#### To do:
The answer must be every record below, repeated exactly.

#### Input data:

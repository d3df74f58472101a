use axum::{
    Json,
    http::StatusCode,
    response::{IntoResponse, Response},
};
use std::fmt;

use super::ApiResponse;
use crate::domain::rules::FieldError;

#[derive(Debug)]
pub enum ApiError {
    NotFound(String),

    DatabaseError(String),

    ValidationError(String),

    /// Write payload rejected field by field.
    InvalidFields(Vec<FieldError>),

    Conflict(String),

    Unauthorized(String),
}

impl fmt::Display for ApiError {
    fn fmt(&self, f: &mut fmt::Formatter<'_>) -> fmt::Result {
        match self {
            ApiError::NotFound(msg) => write!(f, "Not found: {}", msg),
            ApiError::DatabaseError(msg) => write!(f, "Database error: {}", msg),
            ApiError::ValidationError(msg) => write!(f, "Validation error: {}", msg),
            ApiError::InvalidFields(fields) => {
                let names: Vec<&str> = fields.iter().map(|e| e.field.as_str()).collect();
                write!(f, "Validation error: invalid {}", names.join(", "))
            }
            ApiError::Conflict(msg) => write!(f, "Conflict: {}", msg),
            ApiError::Unauthorized(msg) => write!(f, "Unauthorized: {}", msg),
        }
    }
}

impl std::error::Error for ApiError {}

impl IntoResponse for ApiError {
    fn into_response(self) -> Response {
        let (status, error_message) = match self {
            ApiError::InvalidFields(fields) => {
                let body = ApiResponse::<()>::invalid("Validation failed", fields);
                return (StatusCode::BAD_REQUEST, Json(body)).into_response();
            }
            ApiError::NotFound(msg) => (StatusCode::NOT_FOUND, msg),
            ApiError::DatabaseError(msg) => {
                tracing::error!("Database error: {}", msg);
                (
                    StatusCode::INTERNAL_SERVER_ERROR,
                    "A database error occurred".to_string(),
                )
            }
            ApiError::ValidationError(msg) => (StatusCode::BAD_REQUEST, msg),
            ApiError::Conflict(msg) => (StatusCode::CONFLICT, msg),
            ApiError::Unauthorized(msg) => (StatusCode::UNAUTHORIZED, msg),
        };

        let body = ApiResponse::<()>::error(error_message);
        (status, Json(body)).into_response()
    }
}

impl ApiError {
    pub fn not_found(resource: &str, id: impl fmt::Display) -> Self {
        ApiError::NotFound(format!("{} {} not found", resource, id))
    }

    pub fn validation(msg: impl Into<String>) -> Self {
        ApiError::ValidationError(msg.into())
    }
}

#### Answer space:
repository d3df74f58472101a
use axum::{
    Json,
    http::StatusCode,
    response::{IntoResponse, Response},
};
use std::fmt;

use super::ApiResponse;
use crate::domain::rules::FieldError;

#[derive(Debug)]
pub enum ApiError {
    NotFound(String),

    DatabaseError(String),

    ValidationError(String),

    /// Write payload rejected field by field.
    InvalidFields(Vec<FieldError>),

    Conflict(String),

    Unauthorized(String),
}

impl fmt::Display for ApiError {
    fn fmt(&self, f: &mut fmt::Formatter<'_>) -> fmt::Result {
        match self {
            ApiError::NotFound(msg) => write!(f, "Not found: {}", msg),
            ApiError::DatabaseError(msg) => write!(f, "Database error: {}", msg),
            ApiError::ValidationError(msg) => write!(f, "Validation error: {}", msg),
            ApiError::InvalidFields(fields) => {
                let names: Vec<&str> = fields.iter().map(|e| e.field.as_str()).collect();
                write!(f, "Validation error: invalid {}", names.join(", "))
            }
            ApiError::Conflict(msg) => write!(f, "Conflict: {}", msg),
            ApiError::Unauthorized(msg) => write!(f, "Unauthorized: {}", msg),
        }
    }
}

impl std::error::Error for ApiError {}

impl IntoResponse for ApiError {
    fn into_response(self) -> Response {
        let (status, error_message) = match self {
            ApiError::InvalidFields(fields) => {
                let body = ApiResponse::<()>::invalid("Validation failed", fields);
                return (StatusCode::BAD_REQUEST, Json(body)).into_response();
            }
            ApiError::NotFound(msg) => (StatusCode::NOT_FOUND, msg),
            ApiError::DatabaseError(msg) => {
                tracing::error!("Database error: {}", msg);
                (
                    StatusCode::INTERNAL_SERVER_ERROR,
                    "A database error occurred".to_string(),
                )
            }
            ApiError::ValidationError(msg) => (StatusCode::BAD_REQUEST, msg),
            ApiError::Conflict(msg) => (StatusCode::CONFLICT, msg),
            ApiError::Unauthorized(msg) => (StatusCode::UNAUTHORIZED, msg),
        };

        let body = ApiResponse::<()>::error(error_message);
        (status, Json(body)).into_response()
    }
}

impl ApiError {
    pub fn not_found(resource: &str, id: impl fmt::Display) -> Self {
        ApiError::NotFound(format!("{} {} not found", resource, id))
    }

    pub fn validation(msg: impl Into<String>) -> Self {
        ApiError::ValidationError(msg.into())
    }
}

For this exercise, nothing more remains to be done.